Problem requirements: Among the entries below, count the lines where the string "text" occurs, and give only the number.
=== Data for analysis ===
impl MessageBundle {
    /// Load every resource file for `base_name` from `source`.
    ///
    /// This fails when the source can't be read, when it contains no files
    /// for the base name, or when any file is malformed. A partially loaded
    /// bundle is never returned.
    pub fn load(
        source: &BundleSource,
        base_name: &str,
        config: &Config,
    ) -> Result<MessageBundle> {
        let files = source.read(base_name)?;
        let mut tables = BTreeMap::new();
        for (name, contents) in files.iter() {
            let canonical: Arc<str> = match classify(base_name, name) {
                None => continue,
                Some(FileKind::Root) => Arc::from(""),
                Some(FileKind::Locale(locale)) => {
                    Arc::clone(locale.canonical())
                }
            };
            let pairs = properties::parse(contents)
                .map_err(|msg| Error::load(base_name, name, msg))?;
            let table: &mut Table = tables.entry(canonical).or_default();
            for (key, text) in pairs {
                let pattern = MessagePattern::parse(&text).map_err(|msg| {
                    Error::load(
                        base_name,
                        name,
                        format!("malformed message `{key}`: {msg}"),
                    )
                })?;
                table.insert(key, pattern);
            }
        }
        if tables.is_empty() {
            return Err(Error::load(
                base_name,
                source,
                format!(
                    "no `{base_name}.{EXTENSION}` or \
                     `{base_name}_<locale>.{EXTENSION}` files found",
                ),
            ));
        }
        log::info!(
            "loaded bundle `{base_name}` from {source} with {} locale \
             table(s) and {} message(s)",
            tables.len(),
            tables.values().map(|t| t.len()).sum::<usize>(),
        );
        Ok(MessageBundle {
            base_name: base_name.to_string(),
            tables,
            default_locale: config.get_default_locale().clone(),
            strict: config.get_strict_missing_message(),
        })
    }

    pub fn base_name(&self) -> &str {
        &self.base_name
    }

    pub fn default_locale(&self) -> &Locale {
        &self.default_locale
    }

    pub fn is_strict(&self) -> bool {
        self.strict
    }

    /// Returns the canonical locales that have a table, in sorted order.
    /// The root table is the empty string.
    pub fn locales(&self) -> impl Iterator<Item = &str> {
        self.tables.keys().map(|k| &**k)
    }

    /// Returns every message key defined in any table, in sorted order.
    pub fn keys(&self) -> BTreeSet<&str> {
        self.tables.values().flat_map(|t| t.keys()).map(|k| &**k).collect()
    }

    /// Returns the chain of canonical locales consulted for `locale`, ending
    /// with the root.
    pub fn resolution_chain(&self, locale: &Locale) -> Vec<Arc<str>> {
        let mut chain: Vec<Arc<str>> = vec![];
        let requested = locale.fallback_chain();
        let default = self.default_locale.fallback_chain();
        for loc in requested.iter().chain(default.iter()) {
            if !chain.iter().any(|c| c == loc.canonical()) {
                chain.push(Arc::clone(loc.canonical()));
            }
        }
        chain.push(Arc::from(""));
        chain
    }

    /// Find the pattern for `key`, returning the canonical locale of the
    /// table it was found in.
    pub fn lookup(
        &self,
        locale: &Locale,
        key: &str,
    ) -> Option<(&str, &MessagePattern)> {
        self.resolution_chain(locale).into_iter().find_map(|loc| {
            let (loc, table) = self.tables.get_key_value(&loc)?;
            table.get(key).map(|pattern| (&**loc, pattern))
        })
    }

    /// Resolve `key` to its pattern text.
    ///
    /// When no pattern exists anywhere in the chain, a strict bundle returns
    /// a `MissingMessage` error and a lenient one returns `key`.
    pub fn resolve<'a>(
        &'a self,
        locale: &Locale,
        key: &'a str,
    ) -> Result<&'a str> {
        match self.lookup(locale, key) {
            Some((_, pattern)) => Ok(pattern.as_str()),
            None => self.missing(locale, key).map(|()| key),
        }
    }

    /// Resolve `key` and substitute `args` into its pattern.
    ///
    /// Dates and numbers among the arguments are formatted with formatters
    /// taken from the store in `env`. When the key is missing in lenient
    /// mode, the key itself is the result.
    pub fn format(
        &self,
        locale: &Locale,
        key: &str,
        args: &Args,
        env: &FormatEnv<'_>,
    ) -> Result<String> {
        let mut out = String::new();
        self.format_to(locale, key, args, env, &mut out)?;
        Ok(out)
    }

    /// Like `format`, but appends to `out`.
    pub fn format_to(
        &self,
        locale: &Locale,
        key: &str,
        args: &Args,
        env: &FormatEnv<'_>,
        out: &mut String,
    ) -> Result<()> {
        match self.lookup(locale, key) {
            Some((_, pattern)) => pattern.format(args, env, out),
            None => {
                self.missing(locale, key)?;
                out.push_str(key);
                Ok(())
            }
        }
    }

    /// Returns the keys that, for `locale`, only resolve through the default
    /// locale or the root messages (or not at all).
    ///
    /// An empty result means every known key is translated for `locale` or
    /// one of its more general locales.
    pub fn untranslated(&self, locale: &Locale) -> Vec<&str> {
        let own: Vec<&Table> = locale
            .fallback_chain()
            .iter()
            .filter_map(|loc| self.tables.get(loc.canonical()))
            .collect();
        self.keys()
            .into_iter()
            .filter(|key| !own.iter().any(|table| table.contains_key(*key)))
            .collect()
    }

    fn missing(&self, locale: &Locale, key: &str) -> Result<()> {
        if self.strict {
            return Err(Error::MissingMessage {
                locale: locale.to_string(),
                key: key.to_string(),
            });
        }
        log::warn!(
            "no message for `{key}` in bundle `{}` for locale `{locale}`, \
             using the key as text",
            self.base_name,
        );
        Ok(())
    }
}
===
Task solution: 4